I think the reason some authors use the word "capacity" instead of "achievable rate" is because in common, everyday usage, the two terms mean more or less the same thing. I am not saying that the quantity expressed in Hartley's law is equivalent to the channel capacity as formulated by Shannon, and obviously Hartley could have no way of knowing what Shannon would do 20 or 30 years down the road. What I am suggesting is that Hartley's law is more of a precursor to Shannon's work than the article suggests because Hartley's quantity is in fact a capacity, not Shannon's channel capacity, but Hartley's notion of capacity. The two are different because Hartley's is based, as Dicklyon pointed out, on assuming an idealized M-ary pulse rate channel rather than a AWGN channel. But what I am arguing, and some authors agree, is that Hartley's law provides an expression for a channel capacity, and not a data transmission rate. First Harmonic 12:01, 5 September 2006 (UTC)
Furthermore, later on in the Wiki article, the authors have set Hartley's expression equal to Shannon's channel capacity to find a relationship between M and the S/N ratio. If Hartley's is a rate, and Shannon's is a capacity, then it wouldn't make a lot of sense to set the two equal to each other. First Harmonic 12:04, 5 September 2006 (UTC)
Finally, suppose I have a channel of bandwidth B with a signal-to-noise ratio that can support up to M distinguishable voltage levels. Further, suppose that I choose to use a coding scheme where the actual pulse rate f is less than the Nyquist rate 2B. Likewise, suppose the actual number of levels L is also less than the number of distinguishable levels M. Then I would argue that the information transmission rate, the actual rate R, is given by
R = f \log_2(L) \,
and not by
R = 2B \log_2(M) \,
And so in fact, since the first expression is smaller than the second expression, and the second expression really represents an upper limit on the data transmission rate, then I should be able to transmit information reliably over this channel at my chosen transmission rate. And again, based on common everyday usage, that suggests the first expression is the actual tranmission rate, while the second expression is the capacity, or upper limit on the transmission rate. First Harmonic 12:11, 5 September 2006 (UTC)
One other thing: I am not saying that Hartley came up with the "right" answer for channel capacity, or that Hartley's capacity is equivalent to Shannon's capacity. All I am saying is that Hartley came up with an expression for capacity, not the expression for capacity, and that although his expression is not absolutely correct, he was certainly on the right track. First Harmonic 12:26, 5 September 2006 (UTC)
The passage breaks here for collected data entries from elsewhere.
//! Manifest ingestion endpoint.
//!
//! A small hyper HTTP/1.1 server accepting
//! `PUT /deployment/{owner}/{dseq}/manifest` with a JSON manifest body,
//! routed to the manifest service's submit.

use std::net::SocketAddr;

use bytes::Bytes;
use http::{Method, StatusCode};
use http_body_util::{BodyExt, Full};
use hyper::body::Incoming;
use hyper::server::conn::http1;
use hyper::service::service_fn;
use hyper::{Request, Response};
use hyper_util::rt::TokioIo;
use tokio::net::TcpListener;
use tokio::sync::watch;
use tokio::task::JoinHandle;
use tracing::{error, info, warn};

use provd_manifest::{ManifestError, ManifestService};
use provd_types::{DeploymentId, Manifest};

pub struct ManifestIngest {
    bind_addr: SocketAddr,
    manifests: ManifestService,
}

impl ManifestIngest {
    pub fn new(bind_addr: SocketAddr, manifests: ManifestService) -> Self {
        Self {
            bind_addr,
            manifests,
        }
    }

    /// Bind and serve until shutdown. Spawns a task per connection.
    pub async fn serve(
        self,
        mut shutdown: watch::Receiver<bool>,
    ) -> anyhow::Result<JoinHandle<()>> {
        let listener = TcpListener::bind(self.bind_addr).await?;
        let addr = listener.local_addr()?;
        info!(%addr, "manifest ingest listening");

        let manifests = self.manifests;
        Ok(tokio::spawn(async move {
            loop {
                tokio::select! {
                    accepted = listener.accept() => {
                        let (stream, peer_addr) = match accepted {
                            Ok(conn) => conn,
                            Err(err) => {
                                warn!(%err, "accept failed");
                                continue;
                            }
                        };
                        let manifests = manifests.clone();
                        tokio::spawn(async move {
                            let io = TokioIo::new(stream);
                            let svc = service_fn(move |req: Request<Incoming>| {
                                let manifests = manifests.clone();
                                async move { handle(req, manifests).await }
                            });
                            if let Err(err) = http1::Builder::new().serve_connection(io, svc).await {
                                error!(%peer_addr, %err, "connection error");
                            }
                        });
                    }
                    _ = shutdown.changed() => {
                        info!("manifest ingest shutting down");
                        break;
                    }
                }
            }
        }))
    }

    pub fn bind_addr(&self) -> SocketAddr {
        self.bind_addr
    }
}

async fn handle(
    req: Request<Incoming>,
    manifests: ManifestService,
) -> Result<Response<Full<Bytes>>, hyper::Error> {
    let path = req.uri().path().to_string();
    let Some(deployment_id) = parse_path(&path) else {
        return Ok(plain(StatusCode::NOT_FOUND, "not found"));
    };
    if req.method() != Method::PUT && req.method() != Method::POST {
        return Ok(plain(StatusCode::METHOD_NOT_ALLOWED, "use PUT or POST"));
    }

    let body = req.into_body().collect().await?.to_bytes();
    let manifest: Manifest = match serde_json::from_slice(&body) {
        Ok(manifest) => manifest,
        Err(err) => {
            return Ok(plain(
                StatusCode::BAD_REQUEST,
                &format!("invalid manifest: {err}"),
            ));
        }
    };

    match manifests.submit(deployment_id, manifest, None).await {
        Ok(()) => Ok(plain(StatusCode::OK, "manifest accepted")),
        Err(err) => {
            let status = match &err {
                ManifestError::NoLeaseForDeployment(_) => StatusCode::NOT_FOUND,
                ManifestError::ManifestVersion
                | ManifestError::Validation(_)
                | ManifestError::MissingHostname(_)
                | ManifestError::Superseded => StatusCode::UNPROCESSABLE_ENTITY,
                ManifestError::DeadlineExceeded => StatusCode::GATEWAY_TIMEOUT,
                ManifestError::Chain(_) | ManifestError::NotRunning => {
                    StatusCode::SERVICE_UNAVAILABLE
                }
            };
            Ok(plain(status, &err.to_string()))
        }
    }
}

/// `/deployment/{owner}/{dseq}/manifest`
fn parse_path(path: &str) -> Option<DeploymentId> {
    let mut parts = path.trim_matches('/').split('/');
    if parts.next() != Some("deployment") {
        return None;
    }
    let owner = parts.next()?.to_string();
    let dseq: u64 = parts.next()?.parse().ok()?;
    if parts.next() != Some("manifest") || parts.next().is_some() {
        return None;
    }
    Some(DeploymentId { owner, dseq })
}

fn plain(status: StatusCode, body: &str) -> Response<Full<Bytes>> {
    let mut resp = Response::new(Full::new(Bytes::from(body.to_string())));
    *resp.status_mut() = status;
    resp
}

#[cfg(test)]
mod tests {
    use super::*;

    #[test]
    fn path_parsing() {
        assert_eq!(
            parse_path("/deployment/tenant1/42/manifest"),
            Some(DeploymentId {
                owner: "tenant1".to_string(),
                dseq: 42,
            })
        );
        assert_eq!(parse_path("/deployment/tenant1/42"), None);
        assert_eq!(parse_path("/deployment/tenant1/notanumber/manifest"), None);
        assert_eq!(parse_path("/status"), None);
        assert_eq!(parse_path("/deployment/tenant1/42/manifest/extra"), None);
    }
}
What you don't get is that Hartley's law is just simply a direct conversion of voltage levels into bits per sympol. It doesn't say anything about noise or errors. Those require a separate analysis that suggests that for very low error rates one can gain some bits per symbol by using a higher number of voltage levels and forming code blocks of several symbols. The error rate per symbol will increase, but with lowest distance matching in a randomly selected codebook the overall error rate will be equal or lower to the one assumed in Hartley's transmission method. The underlying transmission method does not matter up to this point. Only if one wants to give a rate of bits per time one has to take the nature of the transmission channel into account.--LutzL 13:54, 5 September 2006 (UTC)
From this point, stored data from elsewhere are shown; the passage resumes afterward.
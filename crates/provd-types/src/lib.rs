//! Shared domain types for the provd daemon.
//!
//! Everything that crosses a crate boundary lives here: marketplace
//! identity (orders, bids, leases), resource groups, manifests, and
//! the event types published on the bus.

pub mod event;
pub mod id;
pub mod manifest;
pub mod resource;

pub use event::{DeploymentStatus, Event};
pub use id::{BidId, DeploymentId, GroupId, HostnameId, LeaseId, OrderId};
pub use manifest::{
    manifest_version, Manifest, ManifestError, ManifestGroup, Service, ServiceExpose,
    ServiceProto,
};
pub use resource::{
    match_attributes, Attribute, GroupSpec, PlacementRequirements, Resource, ResourceUnits,
    SignedBy, GIB, MIB,
};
Reading the article again in the light of these arguments I find them well represented in the present version.--LutzL 14:04, 5 September 2006 (UTC)
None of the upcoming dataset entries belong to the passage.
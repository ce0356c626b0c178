//! Per-deployment manifest aggregation.
//!
//! A manager pairs three inputs that arrive in any order: a manifest
//! upload, won leases for the deployment, and the deployment record
//! fetched from chain. Validation runs once all three are present; a
//! validated manifest is fanned out as one manifest-received event per
//! won lease. A manager left with no leases and no pending upload
//! stops itself after the configured linger.

use tokio::sync::{mpsc, oneshot, watch};
use tokio::task::JoinHandle;
use tokio::time::Instant;
use tracing::{debug, info, warn};

use provd_chain::{ChainError, DeploymentInfo, Session};
use provd_pubsub::Bus;
use provd_types::{manifest_version, DeploymentId, Event, LeaseId, Manifest};

use crate::service::ManifestConfig;
use crate::ManifestError;

pub(crate) enum ManagerCmd {
    AddLease(LeaseId),
    RemoveLease(LeaseId),
    Submit {
        manifest: Manifest,
        reply: oneshot::Sender<Result<(), ManifestError>>,
    },
}

pub(crate) struct ManagerHandle {
    pub(crate) cmd_tx: mpsc::Sender<ManagerCmd>,
    pub(crate) handle: JoinHandle<()>,
}

pub(crate) struct Manager {
    deployment_id: DeploymentId,
    session: Session,
    bus: Bus,
    config: ManifestConfig,
    cmd_rx: mpsc::Receiver<ManagerCmd>,
    shutdown: watch::Receiver<bool>,
    leases: Vec<LeaseId>,
    pending: Option<(Manifest, oneshot::Sender<Result<(), ManifestError>>)>,
    data: Option<DeploymentInfo>,
}

impl Manager {
    pub(crate) fn spawn(
        deployment_id: DeploymentId,
        session: Session,
        bus: Bus,
        config: ManifestConfig,
        shutdown: watch::Receiver<bool>,
    ) -> ManagerHandle {
        let (cmd_tx, cmd_rx) = mpsc::channel(16);
        let manager = Self {
            deployment_id,
            session,
            bus,
            config,
            cmd_rx,
            shutdown,
            leases: Vec::new(),
            pending: None,
            data: None,
        };
        ManagerHandle {
            cmd_tx,
            handle: tokio::spawn(manager.run()),
        }
    }

    async fn run(mut self) {
        debug!(deployment_id = %self.deployment_id, "manifest manager starting");

        let mut fetch: Option<JoinHandle<Result<DeploymentInfo, ChainError>>> = None;
        let mut idle_since = Instant::now();

        loop {
            let linger_deadline = idle_since + self.config.linger;
            tokio::select! {
                _ = self.shutdown.changed() => break,

                cmd = self.cmd_rx.recv() => {
                    let Some(cmd) = cmd else { break };
                    match cmd {
                        ManagerCmd::AddLease(lease_id) => {
                            if !self.leases.contains(&lease_id) {
                                debug!(%lease_id, "lease registered");
                                self.leases.push(lease_id);
                            }
                        }
                        ManagerCmd::RemoveLease(lease_id) => {
                            self.leases.retain(|l| *l != lease_id);
                            if self.leases.is_empty() && self.pending.is_none() {
                                idle_since = Instant::now();
                            }
                        }
                        ManagerCmd::Submit { manifest, reply } => {
                            if let Some((_, old)) = self.pending.take() {
                                let _ = old.send(Err(ManifestError::Superseded));
                            }
                            self.pending = Some((manifest, reply));
                            if self.data.is_none() && fetch.is_none() {
                                fetch = Some(self.spawn_fetch());
                            }
                        }
                    }
                    self.try_complete();
                    if !(self.leases.is_empty() && self.pending.is_none()) {
                        idle_since = Instant::now();
                    }
                }

                res = async { fetch.as_mut().expect("fetch in flight").await }, if fetch.is_some() => {
                    fetch = None;
                    match res {
                        Ok(Ok(data)) => {
                            self.data = Some(data);
                            self.try_complete();
                        }
                        Ok(Err(err)) => {
                            warn!(deployment_id = %self.deployment_id, %err, "deployment fetch failed");
                            if let Some((_, reply)) = self.pending.take() {
                                let _ = reply.send(Err(err.into()));
                            }
                        }
                        Err(err) => {
                            warn!(deployment_id = %self.deployment_id, %err, "deployment fetch panicked");
                        }
                    }
                }

                _ = tokio::time::sleep_until(linger_deadline),
                    if self.leases.is_empty() && self.pending.is_none() =>
                {
                    info!(deployment_id = %self.deployment_id, "idle manifest manager stopping");
                    break;
                }
            }
        }

        if let Some(fetch) = fetch {
            fetch.abort();
        }
        if let Some((_, reply)) = self.pending.take() {
            let _ = reply.send(Err(ManifestError::NotRunning));
        }
        debug!(deployment_id = %self.deployment_id, "manifest manager stopped");
    }

    fn spawn_fetch(&self) -> JoinHandle<Result<DeploymentInfo, ChainError>> {
        let query = self.session.query().clone();
        let id = self.deployment_id.clone();
        tokio::spawn(async move { query.deployment(&id).await })
    }

    /// Validate and fan out once the manifest, at least one lease, and
    /// the deployment record are all present. With no won lease there
    /// is nothing a submission could ever pair with, so it fails
    /// immediately instead of waiting out the caller's deadline.
    fn try_complete(&mut self) {
        if self.leases.is_empty() {
            if let Some((_, reply)) = self.pending.take() {
                info!(deployment_id = %self.deployment_id, "no lease for deployment");
                let _ = reply.send(Err(ManifestError::NoLeaseForDeployment(
                    self.deployment_id.clone(),
                )));
            }
            return;
        }
        if self.data.is_none() {
            return;
        }
        let Some((manifest, reply)) = self.pending.take() else {
            return;
        };
        let Some(data) = self.data.as_ref() else {
            return;
        };

        let result = self.validate(&manifest, data);
        if let Err(err) = &result {
            info!(deployment_id = %self.deployment_id, %err, "manifest rejected");
            let _ = reply.send(result);
            return;
        }

        for lease_id in &self.leases {
            let Some(group_name) = data
                .groups
                .get(lease_id.order.gseq.saturating_sub(1) as usize)
                .map(|g| g.name.clone())
            else {
                warn!(%lease_id, "lease group index out of range");
                continue;
            };
            let Some(group) = manifest.group(&group_name) else {
                warn!(%lease_id, group = %group_name, "manifest has no group for lease");
                continue;
            };
            info!(%lease_id, group = %group_name, "manifest received");
            if let Err(err) = self.bus.publish(Event::ManifestReceived {
                lease_id: lease_id.clone(),
                group: group.clone(),
            }) {
                warn!(%lease_id, %err, "manifest-received publish failed");
            }
        }
        let _ = reply.send(Ok(()));
    }

    fn validate(&self, manifest: &Manifest, data: &DeploymentInfo) -> Result<(), ManifestError> {
        let version = manifest_version(manifest);
        if version != data.version {
            debug!(
                submitted = %hex::encode(&version),
                expected = %hex::encode(&data.version),
                "manifest version mismatch"
            );
            return Err(ManifestError::ManifestVersion);
        }
        manifest.validate()?;
        manifest.validate_with_groups(&data.groups)?;
        if self.config.require_hostnames_for_http {
            for group in &manifest.groups {
                for service in &group.services {
                    let missing = service
                        .expose
                        .iter()
                        .any(|e| e.is_ingress() && e.hosts.is_empty());
                    if missing {
                        return Err(ManifestError::MissingHostname(service.name.clone()));
                    }
                }
            }
        }
        Ok(())
    }
}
Hartley was certainly on the right track. But there was a long stagnant period and huge conceptual leap needed before Shannon got to the concept of capacity. Dicklyon 15:49, 5 September 2006 (UTC)
To DickLyon and LutzL: I respectfully request that you please re-read the arguments that I made earlier today (above), and respond to each of the points individually. Essentially you have said that you disagree with me, and the reason you offer for disagreeing is actually an echo of the some of the very arguments that I have been making. You also have not addressed one of the key arguments that I have made, which is related to transmission rates below the Nyquist rate with fewer quantization levels than the channel can distinguish. As I have stated (more than once), I believe that it is possible to reach a compromise that will satisfy both of us. It is starting to appear, however, that you do not share my optimism. Are you willing to meet me partway, or are you simply planning to dig in? First Harmonic 22:02, 5 September 2006 (UTC)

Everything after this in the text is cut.